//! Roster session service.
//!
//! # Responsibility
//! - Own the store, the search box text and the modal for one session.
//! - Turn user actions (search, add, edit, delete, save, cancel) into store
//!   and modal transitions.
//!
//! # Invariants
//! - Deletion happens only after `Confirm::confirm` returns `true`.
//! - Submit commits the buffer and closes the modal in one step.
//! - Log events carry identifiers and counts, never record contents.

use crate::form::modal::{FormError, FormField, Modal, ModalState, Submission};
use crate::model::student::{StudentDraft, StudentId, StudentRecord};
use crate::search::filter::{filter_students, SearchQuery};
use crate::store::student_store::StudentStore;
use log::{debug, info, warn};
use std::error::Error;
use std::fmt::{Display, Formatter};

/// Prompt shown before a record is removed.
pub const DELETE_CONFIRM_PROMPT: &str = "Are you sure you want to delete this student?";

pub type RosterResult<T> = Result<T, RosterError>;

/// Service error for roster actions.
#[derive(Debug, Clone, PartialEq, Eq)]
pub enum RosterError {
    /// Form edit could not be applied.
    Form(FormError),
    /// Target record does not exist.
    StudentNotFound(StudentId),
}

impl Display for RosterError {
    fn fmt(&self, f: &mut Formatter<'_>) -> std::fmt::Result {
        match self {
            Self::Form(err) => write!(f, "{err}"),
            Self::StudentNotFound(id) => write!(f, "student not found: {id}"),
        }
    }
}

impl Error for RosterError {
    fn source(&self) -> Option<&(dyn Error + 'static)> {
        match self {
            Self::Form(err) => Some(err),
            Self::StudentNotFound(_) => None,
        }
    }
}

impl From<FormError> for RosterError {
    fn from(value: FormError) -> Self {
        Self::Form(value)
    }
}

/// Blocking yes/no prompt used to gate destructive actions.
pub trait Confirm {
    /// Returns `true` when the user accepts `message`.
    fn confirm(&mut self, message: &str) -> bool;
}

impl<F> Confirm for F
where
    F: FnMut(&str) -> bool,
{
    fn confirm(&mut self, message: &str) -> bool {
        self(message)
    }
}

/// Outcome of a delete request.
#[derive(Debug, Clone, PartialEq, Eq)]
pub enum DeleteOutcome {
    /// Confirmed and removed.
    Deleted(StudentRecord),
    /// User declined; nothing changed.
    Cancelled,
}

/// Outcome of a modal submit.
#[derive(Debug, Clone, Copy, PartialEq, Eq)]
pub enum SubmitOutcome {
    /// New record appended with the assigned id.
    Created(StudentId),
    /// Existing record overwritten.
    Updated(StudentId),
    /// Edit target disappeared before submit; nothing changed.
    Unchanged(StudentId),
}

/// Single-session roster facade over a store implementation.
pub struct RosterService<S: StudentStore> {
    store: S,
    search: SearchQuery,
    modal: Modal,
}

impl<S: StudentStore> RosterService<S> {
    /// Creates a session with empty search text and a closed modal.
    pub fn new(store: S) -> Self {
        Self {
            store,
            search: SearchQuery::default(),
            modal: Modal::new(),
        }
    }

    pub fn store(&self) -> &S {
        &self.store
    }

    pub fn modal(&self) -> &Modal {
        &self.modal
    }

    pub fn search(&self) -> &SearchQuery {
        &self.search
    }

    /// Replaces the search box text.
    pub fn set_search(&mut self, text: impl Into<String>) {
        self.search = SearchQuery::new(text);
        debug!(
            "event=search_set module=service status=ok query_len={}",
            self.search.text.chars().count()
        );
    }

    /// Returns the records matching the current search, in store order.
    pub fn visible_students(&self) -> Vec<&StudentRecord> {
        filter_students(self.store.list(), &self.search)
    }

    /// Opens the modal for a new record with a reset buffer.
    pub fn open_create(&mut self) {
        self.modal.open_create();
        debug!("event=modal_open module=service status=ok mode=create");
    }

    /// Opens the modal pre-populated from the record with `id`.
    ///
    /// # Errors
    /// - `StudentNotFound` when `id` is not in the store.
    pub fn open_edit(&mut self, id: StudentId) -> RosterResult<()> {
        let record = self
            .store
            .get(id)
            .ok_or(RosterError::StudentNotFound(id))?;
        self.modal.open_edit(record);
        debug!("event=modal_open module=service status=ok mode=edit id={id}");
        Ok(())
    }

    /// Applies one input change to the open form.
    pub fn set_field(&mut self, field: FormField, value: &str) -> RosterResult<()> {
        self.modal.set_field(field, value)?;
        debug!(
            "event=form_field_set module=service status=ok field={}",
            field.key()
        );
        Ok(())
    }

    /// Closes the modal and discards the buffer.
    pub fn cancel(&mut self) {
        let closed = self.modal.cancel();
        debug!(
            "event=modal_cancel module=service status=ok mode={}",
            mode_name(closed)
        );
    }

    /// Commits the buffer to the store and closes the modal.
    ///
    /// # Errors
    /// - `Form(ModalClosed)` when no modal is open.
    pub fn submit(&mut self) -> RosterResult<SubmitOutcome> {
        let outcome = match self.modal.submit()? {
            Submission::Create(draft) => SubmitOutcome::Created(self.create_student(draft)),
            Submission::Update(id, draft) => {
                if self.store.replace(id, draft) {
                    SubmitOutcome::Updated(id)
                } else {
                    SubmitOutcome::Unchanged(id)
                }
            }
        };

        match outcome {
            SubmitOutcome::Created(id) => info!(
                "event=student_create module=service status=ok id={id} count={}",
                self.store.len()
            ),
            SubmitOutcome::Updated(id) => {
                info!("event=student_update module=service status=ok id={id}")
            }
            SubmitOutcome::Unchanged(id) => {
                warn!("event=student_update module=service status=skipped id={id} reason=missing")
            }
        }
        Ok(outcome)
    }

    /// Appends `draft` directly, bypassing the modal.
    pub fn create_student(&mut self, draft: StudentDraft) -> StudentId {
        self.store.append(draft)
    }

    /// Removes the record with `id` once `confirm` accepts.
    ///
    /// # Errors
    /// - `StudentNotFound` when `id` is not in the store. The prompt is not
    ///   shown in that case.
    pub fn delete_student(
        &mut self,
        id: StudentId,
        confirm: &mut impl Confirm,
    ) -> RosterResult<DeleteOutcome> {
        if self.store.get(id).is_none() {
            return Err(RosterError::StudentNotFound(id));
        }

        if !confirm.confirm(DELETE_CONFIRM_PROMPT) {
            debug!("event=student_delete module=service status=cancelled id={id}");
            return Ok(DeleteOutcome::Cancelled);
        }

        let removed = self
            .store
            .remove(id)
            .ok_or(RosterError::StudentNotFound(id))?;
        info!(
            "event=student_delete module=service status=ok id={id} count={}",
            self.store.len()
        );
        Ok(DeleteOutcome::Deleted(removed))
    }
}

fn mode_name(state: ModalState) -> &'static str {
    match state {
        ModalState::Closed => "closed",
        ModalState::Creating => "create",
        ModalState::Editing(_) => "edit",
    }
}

#### [THE TASK]
Reproduce each record above exactly, keeping every word as it stands.

#### [WORKED SOLUTION]
//! Roster session service.
//!
//! # Responsibility
//! - Own the store, the search box text and the modal for one session.
//! - Turn user actions (search, add, edit, delete, save, cancel) into store
//!   and modal transitions.
//!
//! # Invariants
//! - Deletion happens only after `Confirm::confirm` returns `true`.
//! - Submit commits the buffer and closes the modal in one step.
//! - Log events carry identifiers and counts, never record contents.

use crate::form::modal::{FormError, FormField, Modal, ModalState, Submission};
use crate::model::student::{StudentDraft, StudentId, StudentRecord};
use crate::search::filter::{filter_students, SearchQuery};
use crate::store::student_store::StudentStore;
use log::{debug, info, warn};
use std::error::Error;
use std::fmt::{Display, Formatter};

/// Prompt shown before a record is removed.
pub const DELETE_CONFIRM_PROMPT: &str = "Are you sure you want to delete this student?";

pub type RosterResult<T> = Result<T, RosterError>;

/// Service error for roster actions.
#[derive(Debug, Clone, PartialEq, Eq)]
pub enum RosterError {
    /// Form edit could not be applied.
    Form(FormError),
    /// Target record does not exist.
    StudentNotFound(StudentId),
}

impl Display for RosterError {
    fn fmt(&self, f: &mut Formatter<'_>) -> std::fmt::Result {
        match self {
            Self::Form(err) => write!(f, "{err}"),
            Self::StudentNotFound(id) => write!(f, "student not found: {id}"),
        }
    }
}

impl Error for RosterError {
    fn source(&self) -> Option<&(dyn Error + 'static)> {
        match self {
            Self::Form(err) => Some(err),
            Self::StudentNotFound(_) => None,
        }
    }
}

impl From<FormError> for RosterError {
    fn from(value: FormError) -> Self {
        Self::Form(value)
    }
}

/// Blocking yes/no prompt used to gate destructive actions.
pub trait Confirm {
    /// Returns `true` when the user accepts `message`.
    fn confirm(&mut self, message: &str) -> bool;
}

impl<F> Confirm for F
where
    F: FnMut(&str) -> bool,
{
    fn confirm(&mut self, message: &str) -> bool {
        self(message)
    }
}

/// Outcome of a delete request.
#[derive(Debug, Clone, PartialEq, Eq)]
pub enum DeleteOutcome {
    /// Confirmed and removed.
    Deleted(StudentRecord),
    /// User declined; nothing changed.
    Cancelled,
}

/// Outcome of a modal submit.
#[derive(Debug, Clone, Copy, PartialEq, Eq)]
pub enum SubmitOutcome {
    /// New record appended with the assigned id.
    Created(StudentId),
    /// Existing record overwritten.
    Updated(StudentId),
    /// Edit target disappeared before submit; nothing changed.
    Unchanged(StudentId),
}

/// Single-session roster facade over a store implementation.
pub struct RosterService<S: StudentStore> {
    store: S,
    search: SearchQuery,
    modal: Modal,
}

impl<S: StudentStore> RosterService<S> {
    /// Creates a session with empty search text and a closed modal.
    pub fn new(store: S) -> Self {
        Self {
            store,
            search: SearchQuery::default(),
            modal: Modal::new(),
        }
    }

    pub fn store(&self) -> &S {
        &self.store
    }

    pub fn modal(&self) -> &Modal {
        &self.modal
    }

    pub fn search(&self) -> &SearchQuery {
        &self.search
    }

    /// Replaces the search box text.
    pub fn set_search(&mut self, text: impl Into<String>) {
        self.search = SearchQuery::new(text);
        debug!(
            "event=search_set module=service status=ok query_len={}",
            self.search.text.chars().count()
        );
    }

    /// Returns the records matching the current search, in store order.
    pub fn visible_students(&self) -> Vec<&StudentRecord> {
        filter_students(self.store.list(), &self.search)
    }

    /// Opens the modal for a new record with a reset buffer.
    pub fn open_create(&mut self) {
        self.modal.open_create();
        debug!("event=modal_open module=service status=ok mode=create");
    }

    /// Opens the modal pre-populated from the record with `id`.
    ///
    /// # Errors
    /// - `StudentNotFound` when `id` is not in the store.
    pub fn open_edit(&mut self, id: StudentId) -> RosterResult<()> {
        let record = self
            .store
            .get(id)
            .ok_or(RosterError::StudentNotFound(id))?;
        self.modal.open_edit(record);
        debug!("event=modal_open module=service status=ok mode=edit id={id}");
        Ok(())
    }

    /// Applies one input change to the open form.
    pub fn set_field(&mut self, field: FormField, value: &str) -> RosterResult<()> {
        self.modal.set_field(field, value)?;
        debug!(
            "event=form_field_set module=service status=ok field={}",
            field.key()
        );
        Ok(())
    }

    /// Closes the modal and discards the buffer.
    pub fn cancel(&mut self) {
        let closed = self.modal.cancel();
        debug!(
            "event=modal_cancel module=service status=ok mode={}",
            mode_name(closed)
        );
    }

    /// Commits the buffer to the store and closes the modal.
    ///
    /// # Errors
    /// - `Form(ModalClosed)` when no modal is open.
    pub fn submit(&mut self) -> RosterResult<SubmitOutcome> {
        let outcome = match self.modal.submit()? {
            Submission::Create(draft) => SubmitOutcome::Created(self.create_student(draft)),
            Submission::Update(id, draft) => {
                if self.store.replace(id, draft) {
                    SubmitOutcome::Updated(id)
                } else {
                    SubmitOutcome::Unchanged(id)
                }
            }
        };

        match outcome {
            SubmitOutcome::Created(id) => info!(
                "event=student_create module=service status=ok id={id} count={}",
                self.store.len()
            ),
            SubmitOutcome::Updated(id) => {
                info!("event=student_update module=service status=ok id={id}")
            }
            SubmitOutcome::Unchanged(id) => {
                warn!("event=student_update module=service status=skipped id={id} reason=missing")
            }
        }
        Ok(outcome)
    }

    /// Appends `draft` directly, bypassing the modal.
    pub fn create_student(&mut self, draft: StudentDraft) -> StudentId {
        self.store.append(draft)
    }

    /// Removes the record with `id` once `confirm` accepts.
    ///
    /// # Errors
    /// - `StudentNotFound` when `id` is not in the store. The prompt is not
    ///   shown in that case.
    pub fn delete_student(
        &mut self,
        id: StudentId,
        confirm: &mut impl Confirm,
    ) -> RosterResult<DeleteOutcome> {
        if self.store.get(id).is_none() {
            return Err(RosterError::StudentNotFound(id));
        }

        if !confirm.confirm(DELETE_CONFIRM_PROMPT) {
            debug!("event=student_delete module=service status=cancelled id={id}");
            return Ok(DeleteOutcome::Cancelled);
        }

        let removed = self
            .store
            .remove(id)
            .ok_or(RosterError::StudentNotFound(id))?;
        info!(
            "event=student_delete module=service status=ok id={id} count={}",
            self.store.len()
        );
        Ok(DeleteOutcome::Deleted(removed))
    }
}

fn mode_name(state: ModalState) -> &'static str {
    match state {
        ModalState::Closed => "closed",
        ModalState::Creating => "create",
        ModalState::Editing(_) => "edit",
    }
}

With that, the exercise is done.